━━━━━ Entries provided ━━━━━

//! rankkit: bounded ranked collections that keep the greatest `n` elements.
//!
//! See `DESIGN.md` for internal architecture and invariants.

pub mod builder;
pub mod config;
pub mod ds;
pub mod error;
pub mod policy;

#[cfg(feature = "metrics")]
pub mod metrics;

pub mod prelude;
pub mod traits;
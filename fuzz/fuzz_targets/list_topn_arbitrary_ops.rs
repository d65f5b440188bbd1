#![no_main]

use libfuzzer_sys::fuzz_target;
use rankkit::policy::list::ListTopN;
use rankkit::traits::TopN;

// Fuzz arbitrary operation sequences on ListTopN
//
// First byte picks n (and whether an exclusion strategy is installed); the
// rest is read as (op, value) pairs.
fuzz_target!(|data: &[u8]| {
    if data.len() < 2 {
        return;
    }

    let n = usize::from(data[0] % 16) + 1;
    let mut topn: ListTopN<u8> = if data[0] & 0x80 != 0 {
        ListTopN::with_exclusion(n, |a: &u8, b: &u8| a % 7 == b % 7)
    } else {
        ListTopN::new(n)
    };

    let mut idx = 1;
    while idx + 1 < data.len() {
        let op = data[idx] % 4;
        let value = data[idx + 1];

        match op {
            0 | 1 => {
                // add
                let before = topn.to_vec();
                let changed = topn.add(value);
                if changed {
                    assert!(topn.contains(&value));
                } else {
                    assert_eq!(topn.to_vec(), before);
                }
            }
            2 => {
                // contains agrees with iteration
                let contains = topn.contains(&value);
                assert_eq!(contains, topn.iter().any(|v| *v == value));
            }
            3 => {
                // clear (rarely)
                if value == 0 {
                    topn.clear();
                    assert!(topn.is_empty());
                }
            }
            _ => unreachable!(),
        }

        assert!(topn.len() <= n);
        assert!(topn.check_invariants().is_ok());
        idx += 2;
    }
});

━━━━━

● Goal of the exercise
Transcribe, with no changes, the listing above from its first line through the line with "pub mod traits;", including that line, and stop once it is done.

● Response to this exercise
//! rankkit: bounded ranked collections that keep the greatest `n` elements.
//!
//! See `DESIGN.md` for internal architecture and invariants.

pub mod builder;
pub mod config;
pub mod ds;
pub mod error;
pub mod policy;

#[cfg(feature = "metrics")]
pub mod metrics;

pub mod prelude;
pub mod traits;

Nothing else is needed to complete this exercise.